GUILLAUME APOLLINAIRE


Clair de Lune

Lune mellifluente aux lèvres des déments
Les vergers et les bourgs cette nuit sont gourmands
Les astres assez bien figurent les abeilles
De ce miel lumineux qui dégoutte des treilles
Car voici que tout doux et leur tombant du ciel
Chaque rayon de lune est un rayon de miel
Or caché je conçois la très douce aventure
J’ai peur du dard de feu de cette abeille Arcture
Qui posa dans mes mains des rayons décevants
Et prit son miel lunaire à la rose des vents

Alcools, 1913
……………………….

PIERRE AUGER
 

Astrophysique

Au fond de l'âme du savant
Vit un poète
Qui va parfois lui inspirant
Un air de fête
Et peut alors sans ridicule
Trouver du charme aux particules
Et lever sur l'antimatière
L'étrange arc-en-ciel du mystère !
Sur le globe les continents
Dansent un ballet languissant.
Les étoiles du firmament
À des milliers d'années-lumière
Sont comme des grains de poussière
Sur la peau d'un ballon d'enfant
Que gonfle un souffle transcendant
Après l'explosion initiale
Créant tout, d'un coup de cymbales !
Mais le Néant n'est pas vaincu :
Les trous noirs sont sa descendance
Et qui en approche est tenu
D'abandonner toute espérance.

…………………..


NANOU AURIOL 

Une étoile

Si à chaque naissance pousse un arbre, une rose, un cyprès,
J'aimerais qu'une étoile s'accroche à l'univers
Comme à ces beaux sapins de mon enfance
Majestueux, agrippés au pied de l'escalier ciré
Où tu allumais ces bougies pincées sur une branche
La "grande filante" au sommet du pic vert.

Si à chaque dessin, je posais trois soleils
au-dessus d'une cheminée fumante et bien bâtie
Tu entrais comme un astre dans le ciel de ma vie.
Fillette admirative à l'âge des boutons d'or
Tout brillait dans mes yeux, tu étais mon idole
Lorsque tu me portais dans tes bras de Major
Où me tenais la main jusqu'au seuil de l'école.

Tout comme un arbre, une fleur, un humain
Les astres meurent un jour désespérément usés.
De la voûte céleste, vacille un destin
C'est la mort d'une étoile en paillettes d'amour
Décrochée lentement d'un fil d'or en guirlande;
Présence d'un voile noir au déclin des vieux jours .

Rien n'est plus beau qu'une pluie fine d'argent
Éclairant le ciel pâle dans une nuit d'été.
Rien n'est plus douloureux qu'une vie étiolée
Passé d'un grand soleil qui éteint son présent
Laissant un trou noir, une absence, dans un coeur attristé.

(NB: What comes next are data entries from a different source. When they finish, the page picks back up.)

//! Gemini client for structured profile retrieval and image synthesis.

use async_trait::async_trait;
use serde::{Deserialize, Serialize};
use tracing::debug;

use crate::error::GatewayError;
use crate::models::GroundingSource;
use crate::prompts;
use crate::{Config, Error, Result};

/// Title given to citations that arrive without one.
pub const DEFAULT_GROUNDING_TITLE: &str = "Reference";

/// Longest slice of an error body kept in a transport error message.
const ERROR_BODY_LIMIT: usize = 512;

/// Outcome of the structured profile request.
#[derive(Debug, Clone, Default)]
pub struct TextGeneration {
    /// Candidate text, `None` when the model returned nothing.
    pub text: Option<String>,
    pub grounding_sources: Vec<GroundingSource>,
}

/// Image bytes returned inline, still base64-encoded.
#[derive(Debug, Clone, PartialEq, Eq, Serialize, Deserialize)]
#[serde(rename_all = "camelCase")]
pub struct InlineImage {
    pub mime_type: String,
    pub data: String,
}

impl InlineImage {
    /// `data:<mime>;base64,<payload>`
    pub fn to_data_uri(&self) -> String {
        format!("data:{};base64,{}", self.mime_type, self.data)
    }
}

/// The two generation calls the profile resolver depends on.
#[async_trait]
pub trait GenerativeModel: Send + Sync {
    /// Ask for a JSON monument profile with search grounding enabled.
    async fn generate_profile(&self, query: &str) -> std::result::Result<TextGeneration, GatewayError>;

    /// Ask for an image; `Ok(None)` when the response carries no image part.
    async fn generate_image(&self, prompt: &str) -> std::result::Result<Option<InlineImage>, GatewayError>;
}

// Wire format for `models/{model}:generateContent`.

#[derive(Debug, Serialize)]
#[serde(rename_all = "camelCase")]
pub struct GenerateContentRequest {
    pub contents: Vec<Content>,
    #[serde(skip_serializing_if = "Option::is_none")]
    pub system_instruction: Option<Content>,
    #[serde(skip_serializing_if = "Vec::is_empty")]
    pub tools: Vec<Tool>,
    #[serde(skip_serializing_if = "Option::is_none")]
    pub generation_config: Option<GenerationConfig>,
}

#[derive(Debug, Clone, Default, Serialize, Deserialize)]
pub struct Content {
    #[serde(default, skip_serializing_if = "Option::is_none")]
    pub role: Option<String>,
    #[serde(default)]
    pub parts: Vec<Part>,
}

impl Content {
    fn text(role: Option<&str>, text: impl Into<String>) -> Self {
        Self {
            role: role.map(String::from),
            parts: vec![Part {
                text: Some(text.into()),
                ..Default::default()
            }],
        }
    }
}

#[derive(Debug, Clone, Default, Serialize, Deserialize)]
#[serde(rename_all = "camelCase")]
pub struct Part {
    #[serde(default, skip_serializing_if = "Option::is_none")]
    pub text: Option<String>,
    #[serde(default, skip_serializing_if = "Option::is_none")]
    pub inline_data: Option<InlineImage>,
    /// Set on reasoning parts, which are not part of the answer.
    #[serde(default, skip_serializing_if = "Option::is_none")]
    pub thought: Option<bool>,
}

#[derive(Debug, Serialize)]
#[serde(rename_all = "camelCase")]
pub struct Tool {
    pub google_search: GoogleSearch,
}

#[derive(Debug, Default, Serialize)]
pub struct GoogleSearch {}

#[derive(Debug, Default, Serialize)]
#[serde(rename_all = "camelCase")]
pub struct GenerationConfig {
    #[serde(skip_serializing_if = "Option::is_none")]
    pub response_mime_type: Option<String>,
    #[serde(skip_serializing_if = "Option::is_none")]
    pub response_modalities: Option<Vec<String>>,
    #[serde(skip_serializing_if = "Option::is_none")]
    pub image_config: Option<ImageConfig>,
}

#[derive(Debug, Serialize)]
#[serde(rename_all = "camelCase")]
pub struct ImageConfig {
    pub aspect_ratio: String,
}

#[derive(Debug, Default, Deserialize)]
#[serde(rename_all = "camelCase")]
pub struct GenerateContentResponse {
    #[serde(default)]
    pub candidates: Vec<Candidate>,
}

#[derive(Debug, Default, Deserialize)]
#[serde(rename_all = "camelCase")]
pub struct Candidate {
    #[serde(default)]
    pub content: Option<Content>,
    #[serde(default)]
    pub grounding_metadata: Option<GroundingMetadata>,
}

#[derive(Debug, Default, Deserialize)]
#[serde(rename_all = "camelCase")]
pub struct GroundingMetadata {
    #[serde(default)]
    pub grounding_chunks: Vec<GroundingChunk>,
}

#[derive(Debug, Default, Deserialize)]
pub struct GroundingChunk {
    #[serde(default)]
    pub web: Option<WebSource>,
}

#[derive(Debug, Default, Deserialize)]
pub struct WebSource {
    #[serde(default)]
    pub uri: Option<String>,
    #[serde(default)]
    pub title: Option<String>,
}

impl GenerateContentResponse {
    fn first_parts(&self) -> &[Part] {
        self.candidates
            .first()
            .and_then(|c| c.content.as_ref())
            .map(|c| c.parts.as_slice())
            .unwrap_or_default()
    }

    /// Answer text of the first candidate, `None` if there is none.
    pub fn text(&self) -> Option<String> {
        let text: String = self
            .first_parts()
            .iter()
            .filter(|p| p.thought != Some(true))
            .filter_map(|p| p.text.as_deref())
            .collect();

        if text.trim().is_empty() {
            None
        } else {
            Some(text)
        }
    }

    /// Citations attached to the first candidate.
    pub fn grounding_sources(&self) -> Vec<GroundingSource> {
        self.candidates
            .first()
            .and_then(|c| c.grounding_metadata.as_ref())
            .map(|m| {
                m.grounding_chunks
                    .iter()
                    .filter_map(|chunk| chunk.web.as_ref())
                    .filter_map(|web| {
                        let uri = web.uri.as_deref().filter(|u| !u.is_empty())?;
                        let title = web
                            .title
                            .as_deref()
                            .filter(|t| !t.is_empty())
                            .unwrap_or(DEFAULT_GROUNDING_TITLE);
                        Some(GroundingSource {
                            title: title.to_string(),
                            uri: uri.to_string(),
                        })
                    })
                    .collect()
            })
            .unwrap_or_default()
    }

    /// First inline-data part of the first candidate.
    pub fn first_inline_image(&self) -> Option<InlineImage> {
        self.first_parts()
            .iter()
            .find_map(|p| p.inline_data.clone())
    }
}

/// Build the grounded, JSON-mode profile request.
pub fn profile_request(query: &str) -> GenerateContentRequest {
    GenerateContentRequest {
        contents: vec![Content::text(Some("user"), prompts::profile_prompt(query))],
        system_instruction: Some(Content::text(None, prompts::PROFILE_SYSTEM_INSTRUCTION)),
        tools: vec![Tool {
            google_search: GoogleSearch::default(),
        }],
        generation_config: Some(GenerationConfig {
            response_mime_type: Some("application/json".to_string()),
            ..Default::default()
        }),
    }
}

/// Build the 4:3 image-synthesis request.
pub fn image_request(prompt: &str) -> GenerateContentRequest {
    GenerateContentRequest {
        contents: vec![Content::text(Some("user"), prompt)],
        system_instruction: None,
        tools: Vec::new(),
        generation_config: Some(GenerationConfig {
            response_modalities: Some(vec!["IMAGE".to_string()]),
            image_config: Some(ImageConfig {
                aspect_ratio: prompts::IMAGE_ASPECT_RATIO.to_string(),
            }),
            ..Default::default()
        }),
    }
}

/// Client for the Gemini `generateContent` REST endpoint.
pub struct GeminiClient {
    http_client: reqwest::Client,
    api_base_url: String,
    api_key: String,
    text_model: String,
    image_model: String,
}

impl GeminiClient {
    /// Create a new client; every request inherits the configured timeout.
    pub fn new(config: &Config) -> Result<Self> {
        let http_client = reqwest::Client::builder()
            .timeout(config.request_timeout)
            .build()
            .map_err(|e| Error::Config(format!("Failed to build HTTP client: {}", e)))?;

        Ok(Self {
            http_client,
            api_base_url: config.api_base_url.clone(),
            api_key: config.api_key.clone(),
            text_model: config.text_model.clone(),
            image_model: config.image_model.clone(),
        })
    }

    /// Send one `generateContent` call. An empty body yields `Ok(None)`.
    async fn generate_content(
        &self,
        model: &str,
        request: &GenerateContentRequest,
    ) -> std::result::Result<Option<GenerateContentResponse>, GatewayError> {
        let url = format!("{}/models/{}:generateContent", self.api_base_url, model);
        debug!(model = %model, "sending generateContent request");

        let response = self
            .http_client
            .post(&url)
            .header("x-goog-api-key", &self.api_key)
            .json(request)
            .send()
            .await?;

        let status = response.status();
        let body = response.text().await?;

        if !status.is_success() {
            let excerpt: String = body.chars().take(ERROR_BODY_LIMIT).collect();
            return Err(GatewayError::Transport(format!(
                "{} returned HTTP {}: {}",
                model, status, excerpt
            )));
        }

        if body.trim().is_empty() {
            return Ok(None);
        }

        serde_json::from_str(&body)
            .map(Some)
            .map_err(|e| GatewayError::MalformedResponse(format!("invalid envelope: {}", e)))
    }
}

#[async_trait]
impl GenerativeModel for GeminiClient {
    async fn generate_profile(&self, query: &str) -> std::result::Result<TextGeneration, GatewayError> {
        let response = self
            .generate_content(&self.text_model, &profile_request(query))
            .await?
            .unwrap_or_default();

        Ok(TextGeneration {
            text: response.text(),
            grounding_sources: response.grounding_sources(),
        })
    }

    async fn generate_image(&self, prompt: &str) -> std::result::Result<Option<InlineImage>, GatewayError> {
        let response = self
            .generate_content(&self.image_model, &image_request(prompt))
            .await?;

        Ok(response.and_then(|r| r.first_inline_image()))
    }
}
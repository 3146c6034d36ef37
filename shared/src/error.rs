//! Error types for the Heritage Oracle.

use thiserror::Error;

/// Result type alias using our Error type.
pub type Result<T> = std::result::Result<T, Error>;

/// Errors that can occur while resolving monument profiles.
#[derive(Error, Debug)]
pub enum Error {
    /// Missing or invalid configuration (credential, timeouts, model names)
    #[error("Configuration error: {0}")]
    Config(String),

    /// Upstream generative-AI gateway failure
    #[error("Gateway error: {0}")]
    Gateway(#[from] GatewayError),

    /// AWS SDK error
    #[error("AWS error: {0}")]
    Aws(String),

    /// Validation error
    #[error("Validation error: {0}")]
    Validation(String),
}

impl Error {
    /// Get HTTP status code for this error.
    pub fn status_code(&self) -> u16 {
        match self {
            Error::Validation(_) => 400,
            Error::Gateway(_) => 502,
            _ => 500,
        }
    }
}

/// Failures talking to the generative-AI provider during profile retrieval.
#[derive(Error, Debug)]
pub enum GatewayError {
    /// Network failure or non-success HTTP status
    #[error("transport failure: {0}")]
    Transport(String),

    /// The request did not complete within the configured timeout
    #[error("request timed out")]
    Timeout,

    /// The provider answered, but not with something we can parse
    #[error("malformed response: {0}")]
    MalformedResponse(String),
}

impl GatewayError {
    /// Stable short identifier, suitable for logs and metrics labels.
    pub fn kind(&self) -> &'static str {
        match self {
            GatewayError::Transport(_) => "transport",
            GatewayError::Timeout => "timeout",
            GatewayError::MalformedResponse(_) => "malformed-response",
        }
    }
}

impl From<reqwest::Error> for GatewayError {
    fn from(err: reqwest::Error) -> Self {
        if err.is_timeout() {
            GatewayError::Timeout
        } else if err.is_decode() {
            GatewayError::MalformedResponse(err.to_string())
        } else {
            GatewayError::Transport(err.to_string())
        }
    }
}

                                        Mai juin 93. A mon père.

………………….


CHARLES BAUDELAIRE  1821 - 1867

 
Le soleil


Le long du vieux faubourg, où pendent aux masures
Les persiennes, abri des secrètes luxures,
Quand le soleil cruel frappe à traits redoublés
Sur la ville et les champs, sur les toits et les blés,
Je vais m'exercer seul à ma fantasque escrime,
Flairant dans tous les coins les hasards de la rime,
Trébuchant sur les mots comme sur les pavés,
Heurtant parfois des vers depuis longtemps rêvés.

Ce père nourricier, ennemi des chloroses,
Eveille dans les champs les vers comme les roses ;
Il fait s'évaporer les soucis vers le ciel,
Et remplit les cerveaux et les ruches de miel.
C'est lui qui rajeunit les porteurs de béquilles
Et les rend gais et doux comme des jeunes filles,
Et commande aux moissons de croître et de mûrir
Dans le coeur immortel qui toujours veut fleurir !

Quand, ainsi qu'un poète, il descend dans les villes,
Il ennoblit le sort des choses les plus viles,
Et s'introduit en roi, sans bruit et sans valets,
Dans tous les hôpitaux et dans tous les palais

……
Tristesses de la Lune
Ce soir, la lune rêve avec plus de paresse ;
Ainsi qu’une beauté, sur de nombreux coussins,
Qui d’une main distraite et légère caresse
Avant de s’endormir le contour de ses seins,

Sur le dos satiné des molles avalanches,
Mourante, elle se livre aux longues pâmoisons,
Et promène ses yeux sur les visions blanches
Qui montent dans l’azur comme des floraisons.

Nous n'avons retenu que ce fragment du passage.